These is acting at its finest.
Now where are the technical credentials to back these guys
up?
You've heard many a politician ask; why don't we have a
government as good as the people?
Well now, I'm curious: HBO, y u no have a crew as good as
the cast?
This isn't just a specific critique of Game Change--it's an issue I've had with almost every one of
HBO's made-for-TV movies. As their serialized shows prove week after week,
"made for TV" doesn't necessarily mean "cut-rate
production". Game of Thrones and True Blood boast a good cast and a
phenomenal sense of mood and mise en scene. Jay Roach does a decent job with
this one, but the director of Austin Powers and Tuck Everlasting doesn't do much but station the camera in front
of his actors and let them at it. Wouldn't this picture have benefited from a
director who really lured us into the campaign mania that drove Sarah mad?
Danny Strong does a nice job interspersing original dialogue with sound bites
and now-famed speeches, but, apart from the aforementioned Schmidt-Palin
meltdown scene, do any of his lines do half as much to hammer home what Palin
is thinking and feeling as Moore's most perfunctory glance? I think of the way
David Fincher's jittery edits ratcheted up Jesse Eisenberg's laser-sharp
anxiety in The Social Network,
the way Peter Morgan juxtaposed time, space, and location to turn Frost
v. Nixon's litany of facts into high drama.

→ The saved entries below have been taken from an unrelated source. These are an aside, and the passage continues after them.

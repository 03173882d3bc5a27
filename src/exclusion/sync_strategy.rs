//! Staged, markless exclusion (spec.md §4.4.b).
//!
//! Grounded on the upstream `EStratSync` class. The original keeps a
//! fixed-size, `alignas(128)` array of per-handle `{in_use, table_op,
//! migrating}` flags (`max_sim_threads = 256`) and a four-stage
//! `_currently_growing` counter (`idle` / `preparing` / `migrating` /
//! `finalizing`) that every `get_table()` call checks before touching the
//! table at all. Unlike the async strategy, a sync handle never reads
//! through a generation that might be mid-migration, so slots never need a
//! mark bit.
//!
//! This port keeps the bounded, cache-line-isolated registry (sized by
//! [`Params::MAX_HANDLES`] rather than a hardcoded 256) and the four-stage
//! protocol, but tracks in-flight migration helpers with a single shared
//! counter instead of a `migrating` flag per handle: spec.md never requires
//! attributing migration work to a specific handle, only draining it before
//! the generation swap, which one counter does just as well as 256 flags.

use std::sync::Arc;
use std::sync::Mutex;

use crate::base::BaseTable;
use crate::exclusion::AcquireResult;
use crate::exclusion::Exclusion;
use crate::exclusion::Protected;
use crate::exclusion::ProtectedKind;
use crate::migration;
use crate::padded::CachePadded;
use crate::params::Capacity;
use crate::params::Params;
use crate::sync::atomic::AtomicU32;
use crate::sync::atomic::AtomicUsize;
use crate::sync::atomic::Ordering;
use crate::word::Word;

const STAGE_IDLE: u32 = 0;
const STAGE_PREPARING: u32 = 1;
const STAGE_MIGRATING: u32 = 2;
const STAGE_FINALIZING: u32 = 3;

struct HandleSlot {
  in_use: AtomicU32,
  table_op: AtomicU32,
}

struct GrowthState<V, P>
where
  V: Word,
  P: Params,
{
  successor: Option<Arc<BaseTable<V, P>>>,
}

pub struct SyncExclusion<V, P>
where
  V: Word,
  P: Params,
{
  current: Mutex<Arc<BaseTable<V, P>>>,
  current_version: AtomicUsize,
  stage: AtomicU32,
  growth: Mutex<GrowthState<V, P>>,
  /// Threads presently copying slots on behalf of the in-progress grow;
  /// `finish_grow` waits for this to reach zero before finalizing.
  migrators: AtomicUsize,
  registry: Box<[CachePadded<HandleSlot>]>,
  handle_high_water: AtomicUsize,
}

impl<V, P> SyncExclusion<V, P>
where
  V: Word,
  P: Params,
{
  fn grow_target_capacity(&self, live_estimate: usize, current_capacity: usize) -> Capacity {
    let needed: Capacity = Capacity::new((live_estimate as f64 / f64::from(P::MAX_FILL_FACTOR)).ceil() as usize);

    if needed.as_usize() > current_capacity {
      Capacity::new(current_capacity).scaled(2)
    } else {
      Capacity::new(current_capacity)
    }
  }

  /// Spins until every registered handle's `table_op` flag reads clear.
  fn wait_for_readers(&self) {
    let high_water = self.handle_high_water.load(Ordering::Acquire);

    for slot in &self.registry[..high_water] {
      while slot.table_op.load(Ordering::Acquire) != 0 {
        core::hint::spin_loop();
      }
    }
  }

  fn change_stage(&self, from: u32, to: u32) -> bool {
    self.stage.compare_exchange(from, to, Ordering::AcqRel, Ordering::Acquire).is_ok()
  }
}

impl<V, P> Exclusion<V, P> for SyncExclusion<V, P>
where
  V: Word,
  P: Params,
{
  type Token = usize;

  fn new(capacity: Capacity) -> Self {
    let registry = (0..P::MAX_HANDLES)
      .map(|_| {
        CachePadded::new(HandleSlot {
          in_use: AtomicU32::new(0),
          table_op: AtomicU32::new(0),
        })
      })
      .collect::<Vec<_>>()
      .into_boxed_slice();

    Self {
      current: Mutex::new(Arc::new(BaseTable::new(capacity, 0))),
      current_version: AtomicUsize::new(0),
      stage: AtomicU32::new(STAGE_IDLE),
      growth: Mutex::new(GrowthState { successor: None }),
      migrators: AtomicUsize::new(0),
      registry,
      handle_high_water: AtomicUsize::new(0),
    }
  }

  fn register(&self) -> Self::Token {
    for (index, slot) in self.registry.iter().enumerate() {
      if slot.in_use.compare_exchange(0, 1, Ordering::AcqRel, Ordering::Acquire).is_ok() {
        // Registry slots below this index may already be visible to
        // `wait_for_readers`; bumping the high-water mark past our own
        // index publishes this slot to future scans.
        self.handle_high_water.fetch_max(index + 1, Ordering::AcqRel);
        return index;
      }
    }

    panic!("growt: handle registry exhausted (MAX_HANDLES = {})", P::MAX_HANDLES);
  }

  fn deregister(&self, token: &Self::Token) {
    let slot = &self.registry[*token];
    slot.table_op.store(0, Ordering::Release);
    slot.in_use.store(0, Ordering::Release);
  }

  fn acquire(&self, token: &Self::Token) -> AcquireResult<V, P> {
    let slot = &self.registry[*token];
    slot.table_op.store(1, Ordering::Release);

    if self.stage.load(Ordering::Acquire) != STAGE_IDLE {
      slot.table_op.store(0, Ordering::Release);
      return AcquireResult::Growing;
    }

    let table = Arc::clone(&*self.current.lock().unwrap_or_else(|poison| poison.into_inner()));
    let table_ref: &BaseTable<V, P> = &table;
    let table_ptr = core::ptr::NonNull::from(table_ref);

    AcquireResult::Ready(Protected {
      table: table_ptr,
      kind: ProtectedKind::Sync {
        _table: table,
        flag: core::ptr::NonNull::from(&slot.table_op),
      },
    })
  }

  fn current_version(&self) -> u64 {
    self.current_version.load(Ordering::Acquire) as u64
  }

  fn capacity_hint(&self) -> usize {
    self.current.lock().unwrap_or_else(|poison| poison.into_inner()).cap()
  }

  fn begin_grow(&self, observed_version: u64, live_estimate: usize) -> bool {
    if !self.change_stage(STAGE_IDLE, STAGE_PREPARING) {
      return false;
    }

    if self.current_version.load(Ordering::Acquire) as u64 != observed_version {
      self.stage.store(STAGE_IDLE, Ordering::Release);
      return false;
    }

    self.wait_for_readers();

    let current_capacity = self.current.lock().unwrap_or_else(|poison| poison.into_inner()).cap();
    let capacity = self.grow_target_capacity(live_estimate, current_capacity);
    let successor = BaseTable::new(capacity, observed_version + 1);

    {
      let mut growth = self.growth.lock().unwrap_or_else(|poison| poison.into_inner());
      growth.successor = Some(Arc::new(successor));
    }

    let advanced = self.change_stage(STAGE_PREPARING, STAGE_MIGRATING);
    debug_assert!(advanced, "no other thread may move out of STAGE_PREPARING");
    true
  }

  fn migrate_once(&self) -> u64 {
    if self.stage.load(Ordering::Acquire) != STAGE_MIGRATING {
      return self.current_version.load(Ordering::Acquire) as u64;
    }

    self.migrators.fetch_add(1, Ordering::AcqRel);

    let successor = {
      let growth = self.growth.lock().unwrap_or_else(|poison| poison.into_inner());
      growth.successor.clone()
    };

    let Some(successor) = successor else {
      self.migrators.fetch_sub(1, Ordering::Release);
      return self.current_version.load(Ordering::Acquire) as u64;
    };

    let current = Arc::clone(&*self.current.lock().unwrap_or_else(|poison| poison.into_inner()));

    if current.version < successor.version {
      migration::run(&current, &successor);
    }

    self.migrators.fetch_sub(1, Ordering::Release);
    successor.version
  }

  fn finish_grow(&self, observed_version: u64) {
    if self.stage.load(Ordering::Acquire) < STAGE_MIGRATING {
      // Nothing to finalize: either no grow started, or somebody else
      // already drove this one past our view.
      return;
    }

    while self.migrators.load(Ordering::Acquire) > 0 {
      core::hint::spin_loop();
    }

    // Best-effort: only the thread that actually sees STAGE_MIGRATING ready
    // to retire performs the swap; a second caller arriving after it has
    // already flipped the stage back to idle just falls through.
    if !self.change_stage(STAGE_MIGRATING, STAGE_FINALIZING) {
      return;
    }

    let mut growth = self.growth.lock().unwrap_or_else(|poison| poison.into_inner());

    let Some(successor) = growth.successor.take() else {
      self.stage.store(STAGE_IDLE, Ordering::Release);
      return;
    };

    let new_version = successor.version;

    {
      let mut current = self.current.lock().unwrap_or_else(|poison| poison.into_inner());
      *current = successor;
    }

    self.current_version.store(new_version as usize, Ordering::Release);
    let _ = observed_version;

    self.stage.store(STAGE_IDLE, Ordering::Release);
  }
}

Then I think of Game Change and
sigh. As with Something the Lord Made and You Don't Know Jack,
the actors aspire to greatness. The picture aspires to competence. B
That's the case with The Hunger Games has as well.
**
Now, for those of you who just got back from your vacation
to North Korea or chose hibernation as your chief hobby in the past half-decade,
The Hunger Games, based on the
blockbuster YA novel of the same name, takes place in Panem, a postwar
dystopia lorded over by a totalitarian capital. Years ago, when rebellion broke
out, the Capitol nuked one of Panem’s “districts” and forced the surviving ones
to compete in the Hunger Games, a vicious winner-takes-all embroglio where
government-selected competitors fight to the death on public television so as
to provide the entertainment-starved populace with some bloody
satisfaction--and to reinforce the iron-fisted strength of those who lord over
said populace. Oh, and did I mention the competitors are kids?
One of those kids, the aforementioned Katniss Everdeen, is
both the story's protagonist and its and the focal point of its popular appeal.

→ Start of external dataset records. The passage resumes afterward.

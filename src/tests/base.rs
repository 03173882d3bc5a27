use crate::base::BaseTable;
use crate::base::Lookup;
use crate::code::OpCode;
use crate::params::Capacity;
use crate::params::ConstParams;
use crate::word::Increment;

type P = ConstParams<64>;

#[test]
fn test_insert_then_find() {
  let table: BaseTable<u64, P> = BaseTable::new(Capacity::new(64), 0);

  assert_eq!(table.insert(1, 100), OpCode::SuccessIn);
  match table.find(1) {
    Lookup::Found(value) => assert_eq!(value, 100),
    _ => panic!("expected to find key 1"),
  }
}

#[test]
fn test_insert_duplicate_reports_already() {
  let table: BaseTable<u64, P> = BaseTable::new(Capacity::new(64), 0);

  assert_eq!(table.insert(1, 100), OpCode::SuccessIn);
  assert_eq!(table.insert(1, 200), OpCode::UnsuccessAlready);

  match table.find(1) {
    Lookup::Found(value) => assert_eq!(value, 100, "the original value must survive a duplicate insert"),
    _ => panic!("expected to find key 1"),
  }
}

#[test]
fn test_find_missing_key_reports_not_found() {
  let table: BaseTable<u64, P> = BaseTable::new(Capacity::new(64), 0);
  assert!(matches!(table.find(42), Lookup::NotFound));
}

#[test]
fn test_update_existing_key() {
  let table: BaseTable<u64, P> = BaseTable::new(Capacity::new(64), 0);
  table.insert(1, 10);

  let (code, value) = table.update(1, |old| old + 5);
  assert_eq!(code, OpCode::SuccessUp);
  assert_eq!(value, Some(15));

  match table.find(1) {
    Lookup::Found(value) => assert_eq!(value, 15),
    _ => panic!("expected to find key 1"),
  }
}

#[test]
fn test_update_missing_key_reports_not_found() {
  let table: BaseTable<u64, P> = BaseTable::new(Capacity::new(64), 0);
  let (code, value) = table.update(1, |old| old + 1);
  assert_eq!(code, OpCode::UnsuccessNotFound);
  assert_eq!(value, None);
}

#[test]
fn test_update_atomic_existing_key() {
  let table: BaseTable<u64, P> = BaseTable::new(Capacity::new(64), 0);
  table.insert(1, 10);

  let (code, value) = table.update_atomic(1, &Increment(5));
  assert_eq!(code, OpCode::SuccessUp);
  assert_eq!(value, Some(15));
}

#[test]
fn test_insert_or_update_inserts_when_absent() {
  let table: BaseTable<u64, P> = BaseTable::new(Capacity::new(64), 0);

  let (code, value) = table.insert_or_update(1, 7, |old| old + 1);
  assert_eq!(code, OpCode::SuccessIn);
  assert_eq!(value, Some(7));
}

#[test]
fn test_insert_or_update_updates_when_present() {
  let table: BaseTable<u64, P> = BaseTable::new(Capacity::new(64), 0);
  table.insert(1, 7);

  let (code, value) = table.insert_or_update(1, 0, |old| old + 1);
  assert_eq!(code, OpCode::SuccessUp);
  assert_eq!(value, Some(8));
}

#[test]
fn test_erase_removes_live_key() {
  let table: BaseTable<u64, P> = BaseTable::new(Capacity::new(64), 0);
  table.insert(1, 10);

  assert_eq!(table.erase(1), OpCode::SuccessDel);
  assert!(matches!(table.find(1), Lookup::NotFound));
}

#[test]
fn test_erase_missing_key_reports_not_found() {
  let table: BaseTable<u64, P> = BaseTable::new(Capacity::new(64), 0);
  assert_eq!(table.erase(1), OpCode::UnsuccessNotFound);
}

#[test]
fn test_erase_allows_reinsertion_with_different_key() {
  let table: BaseTable<u64, P> = BaseTable::new(Capacity::new(64), 0);
  table.insert(1, 10);
  table.erase(1);

  assert_eq!(table.insert(2, 20), OpCode::SuccessIn);
  match table.find(2) {
    Lookup::Found(value) => assert_eq!(value, 20),
    _ => panic!("expected to find key 2"),
  }
}

#[test]
fn test_erase_if_respects_predicate() {
  let table: BaseTable<u64, P> = BaseTable::new(Capacity::new(64), 0);
  table.insert(1, 10);

  assert_eq!(table.erase_if(1, |value| *value > 100), OpCode::UnsuccessNotFound);
  match table.find(1) {
    Lookup::Found(value) => assert_eq!(value, 10, "predicate rejected the delete, value must survive"),
    _ => panic!("expected to find key 1"),
  }

  assert_eq!(table.erase_if(1, |value| *value == 10), OpCode::SuccessDel);
  assert!(matches!(table.find(1), Lookup::NotFound));
}

#[test]
fn test_iter_yields_every_live_entry() {
  type Small = ConstParams<16>;
  let table: BaseTable<u64, Small> = BaseTable::new(Capacity::new(16), 0);

  for key in 1..=8 {
    table.insert(key, key * 10);
  }
  table.erase(4);

  let mut seen: Vec<(u64, u64)> = table.iter().collect();
  seen.sort_unstable();

  let mut expected: Vec<(u64, u64)> = (1..=8).filter(|&k| k != 4).map(|k| (k, k * 10)).collect();
  expected.sort_unstable();

  assert_eq!(seen, expected);
}

#[test]
fn test_full_table_reports_unsuccessful_full() {
  // Fill every reachable slot (home capacity plus the overflow tail under
  // `Probing::LinearWithOverflow`) and confirm the next insert can't find
  // room rather than looping forever.
  type Tiny = ConstParams<16>;
  let table: BaseTable<u64, Tiny> = BaseTable::new(Capacity::new(16), 0);

  let mut inserted: usize = 0;
  for key in 1..100_000u64 {
    match table.insert(key, key) {
      OpCode::SuccessIn => inserted += 1,
      OpCode::UnsuccessFull => break,
      other => panic!("unexpected opcode while filling table: {other:?}"),
    }
  }

  assert!(inserted > 0, "table should accept at least some inserts before filling");
  assert_eq!(table.insert(999_999, 0), OpCode::UnsuccessFull);
}

#[test]
fn test_take_migration_block_is_disjoint_and_exhaustive() {
  let table: BaseTable<u64, P> = BaseTable::new(Capacity::new(64), 0);
  let alloc_len: usize = table.alloc_len();

  let mut covered: Vec<bool> = vec![false; alloc_len];
  let mut total: usize = 0;

  while let Some((start, end)) = table.take_migration_block(7) {
    for index in start..end {
      assert!(!covered[index], "index {index} claimed twice by take_migration_block");
      covered[index] = true;
    }
    total += end - start;
  }

  assert_eq!(total, alloc_len);
  assert!(covered.into_iter().all(|seen| seen));
}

Handy with a bow but also vulnerable to the machinations of Cupid's arrow in
the form of fellow competitor Peeta (Josh Hutcherson), Katniss is refreshingly
complex addition to the often oversimplified gallery of modern pop culture
heroines. Ann Hornaday of the Washington Post hits the nail on the head
when she deems the character a
"transitional figure between the masochism of Bella Swan and the avenging
ferocity of Lisbeth Salander". Unlike mopey-mugged Bella or castrating
Lisbeth, Katniss is not easily mocked or conveniently classified. She struggles honestly and extensively with
real-life lady problems. The Hunger Games
are ostensibly masculine--violent, irrational, covetous of brute strength. Can
Katniss win them without totally losing sight of her emotions, her sensitivity
to others, her compassion for even her most dangerous enemies--her femininity?

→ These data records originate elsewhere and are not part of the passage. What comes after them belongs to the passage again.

use core::mem::MaybeUninit;

use crate::array::Array;
use crate::params::CACHE_LINE;

#[test]
fn test_alignment() {
  for len in [1_usize, 16, 1024, 1 << 16] {
    let array: Array<usize> = Array::new(len, |index| index);

    assert_eq!(
      array.as_slice().as_ptr().addr() & (CACHE_LINE - 1),
      0,
      "invalid array: pointer not properly aligned for len={len}",
    );
  }
}

#[test]
fn test_new_initializes_every_element() {
  let array: Array<usize> = Array::new(64, |index| index * 2);

  for (index, value) in array.as_slice().iter().enumerate() {
    assert_eq!(*value, index * 2);
  }
}

#[test]
fn test_len_matches_requested_length() {
  let array: Array<u8> = Array::new(37, |_| 0);
  assert_eq!(array.len(), 37);
  assert_eq!(array.as_slice().len(), 37);
}

#[test]
fn test_get_unchecked_matches_slice_indexing() {
  let array: Array<usize> = Array::new(8, |index| index + 100);

  for index in 0..array.len() {
    // SAFETY: `index` is in `0..array.len()`.
    assert_eq!(unsafe { *array.get_unchecked(index) }, array.as_slice()[index]);
  }
}

#[test]
fn test_new_uninit_then_assume_init() {
  let uninit: Array<MaybeUninit<u32>> = Array::new_uninit(4);

  // SAFETY: every slot is written below before `assume_init` reads it back.
  let array: Array<u32> = unsafe {
    for index in 0..uninit.len() {
      uninit.get_unchecked(index).as_ptr().cast_mut().write(index as u32 * 10);
    }

    uninit.assume_init()
  };

  assert_eq!(array.as_slice(), &[0, 10, 20, 30]);
}

#[test]
fn test_drop_runs_for_every_element() {
  use std::sync::atomic::AtomicUsize;
  use std::sync::atomic::Ordering;

  struct DropCounter<'a>(&'a AtomicUsize);

  impl Drop for DropCounter<'_> {
    fn drop(&mut self) {
      self.0.fetch_add(1, Ordering::Relaxed);
    }
  }

  let counter = AtomicUsize::new(0);

  {
    let _array: Array<DropCounter<'_>> = Array::new(16, |_| DropCounter(&counter));
  }

  assert_eq!(counter.load(Ordering::Relaxed), 16);
}
//! Exercises every `(Exclusion, Worker)` combination through the public
//! [`GrowTable`] surface, rather than poking `AsyncExclusion`/`SyncExclusion`
//! directly: these strategies only make sense wired up through a
//! [`Handle`]'s retry loop.

use std::sync::Arc;
use std::thread;

use crate::exclusion::async_strategy::AsyncExclusion;
use crate::exclusion::sync_strategy::SyncExclusion;
use crate::growable::GrowTable;
use crate::params::ConstParams;
use crate::params::Params;
use crate::worker::pool::PoolWorker;
use crate::worker::user::UserWorker;

type Small = ConstParams<16>;

type AsyncUser<V = u64, P = Small> = GrowTable<V, P, AsyncExclusion<V, P>, UserWorker<V, P, AsyncExclusion<V, P>>>;
type AsyncPool<V = u64, P = Small> = GrowTable<V, P, AsyncExclusion<V, P>, PoolWorker<V, P, AsyncExclusion<V, P>>>;
type SyncUser<V = u64, P = Small> = GrowTable<V, P, SyncExclusion<V, P>, UserWorker<V, P, SyncExclusion<V, P>>>;
type SyncPool<V = u64, P = Small> = GrowTable<V, P, SyncExclusion<V, P>, PoolWorker<V, P, SyncExclusion<V, P>>>;

macro_rules! each_strategy_test {
  ($name:ident, $body:expr) => {
    mod $name {
      use super::*;

      #[test]
      fn async_user() {
        let table: Arc<AsyncUser> = AsyncUser::new();
        ($body)(table);
      }

      #[test]
      fn async_pool() {
        let table: Arc<AsyncPool> = AsyncPool::new();
        ($body)(table);
      }

      #[test]
      fn sync_user() {
        let table: Arc<SyncUser> = SyncUser::new();
        ($body)(table);
      }

      #[test]
      fn sync_pool() {
        let table: Arc<SyncPool> = SyncPool::new();
        ($body)(table);
      }
    }
  };
}

each_strategy_test!(basic_insert_get_remove, |table: Arc<_>| {
  let handle = table.handle();

  assert!(handle.insert(1, 100));
  assert_eq!(handle.get(1), Some(100));
  assert!(!handle.insert(1, 200), "re-inserting a live key must not take effect");
  assert_eq!(handle.get(1), Some(100));

  assert!(handle.remove(1));
  assert_eq!(handle.get(1), None);
  assert!(!handle.remove(1), "removing an absent key must report false");
});

each_strategy_test!(update_and_insert_or_update, |table: Arc<_>| {
  let handle = table.handle();

  assert_eq!(handle.update(1, |v| v + 1), None, "update against an absent key is a no-op");

  assert_eq!(handle.insert_or_update(1, 10, |v| v + 1), 10);
  assert_eq!(handle.insert_or_update(1, 10, |v| v + 1), 11);
  assert_eq!(handle.update(1, |v| v * 2), Some(22));
  assert_eq!(handle.get(1), Some(22));
});

each_strategy_test!(remove_if_respects_predicate, |table: Arc<_>| {
  let handle = table.handle();
  handle.insert(1, 10);

  assert!(!handle.remove_if(1, |v| *v == 999));
  assert_eq!(handle.get(1), Some(10));

  assert!(handle.remove_if(1, |v| *v == 10));
  assert_eq!(handle.get(1), None);
});

each_strategy_test!(grows_past_initial_capacity, |table: Arc<_>| {
  let handle = table.handle();

  for key in 1..=5000u64 {
    assert!(handle.insert(key, key * 2), "insert of key {key} should succeed");
  }

  for key in 1..=5000u64 {
    assert_eq!(handle.get(key), Some(key * 2), "key {key} missing after growth");
  }

  assert!(table.capacity() > Small::INITIAL_CAPACITY.as_usize(), "table should have grown past its initial capacity");
});

each_strategy_test!(iter_yields_every_live_entry_after_growth, |table: Arc<_>| {
  let handle = table.handle();

  for key in 1..=5000u64 {
    handle.insert(key, key);
  }
  for key in (1..=5000u64).step_by(3) {
    handle.remove(key);
  }

  let mut seen: Vec<(u64, u64)> = handle.iter().collect();
  seen.sort_unstable();

  let mut expected: Vec<(u64, u64)> = (1..=5000u64).filter(|k| k % 3 != 0).map(|k| (k, k)).collect();
  expected.sort_unstable();

  assert_eq!(seen, expected);
});

each_strategy_test!(concurrent_inserts_from_multiple_threads_all_land, |table: Arc<_>| {
  let thread_count: u64 = 4;
  let per_thread: u64 = 200;

  let handles: Vec<_> = (0..thread_count)
    .map(|t| {
      let table = Arc::clone(&table);
      thread::spawn(move || {
        let handle = table.handle();
        for i in 0..per_thread {
          let key = t * per_thread + i + 1;
          assert!(handle.insert(key, key));
        }
      })
    })
    .collect();

  for h in handles {
    h.join().unwrap();
  }

  let handle = table.handle();
  for key in 1..=(thread_count * per_thread) {
    assert_eq!(handle.get(key), Some(key));
  }
});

Katniss's battle to stake out a place in an overtly masculine world without
straying from her fundamental femininity is all too familiar in this day and age.
Because this girl's fictional battle strikes a real-world nerve, she will
outlast her literary competitors. That's true of her cinematic ones as well,
due in no small part to Jennifer Lawrence, who own this movie so hard that they
might as well sign over everyone's salary to her and call it a day. Lawrence,
whose resume is chock-full of battle-hardened beauties (Ree in Winter's Bone,
Mystique in X-Men: First Class) slides into Katniss's skin with
astonishing ease, projecting her keen resourcefulness and sinewy resolve while
masterfully teasing out glimpses of an inner child forced into hiding. There's
a steely wit to her scenes with childhood friend Gale (Liam Hemsworth), and a
raw vulnerability in her moments with Hutcherson, who nails Peeta's appealing
sensitivity but misses his understated humour. Even her small solo scenes play
like effortlessly applied brushtrokes of illustrative detail, her most minute
gestures imbued with that unique, Katniss-y combination of a daughter's
tenderness and a hunter's certitude. As with Game Change, The Hunger Games is grounded by a powerful female performance. And,
as with Game Change, Woody Harrelson
provides top-notch support. As Haymitch, a washed-up, rum-sozzled former
victor who schools Peeta and Katniss in the rules of the games, Harrelson
approaches an innately showy role with appreciable nuance and empathy. His
boozy stupor is so morbidly, contagiously tragic that his sudden eruptions of
ration and reason have both comic and dramatic heft.
Once again, here's a
well-acted movie.
Once again, the actors
are underserved by the folks behind-the-scenes.
Stylistically speaking,
the movie isn't a total boondoggle. The grim conditions of District 12 are
rendered with a grainy, desaturated palette that makes the sense of
impoverishment startlingly concrete. And, when the film heads to le Capitol,
director Gary Ross eschews the fat-cat stereotypes and portrays the wealthy as
a deliciously gaudy blur of bad candy-colored fashion and odious personae.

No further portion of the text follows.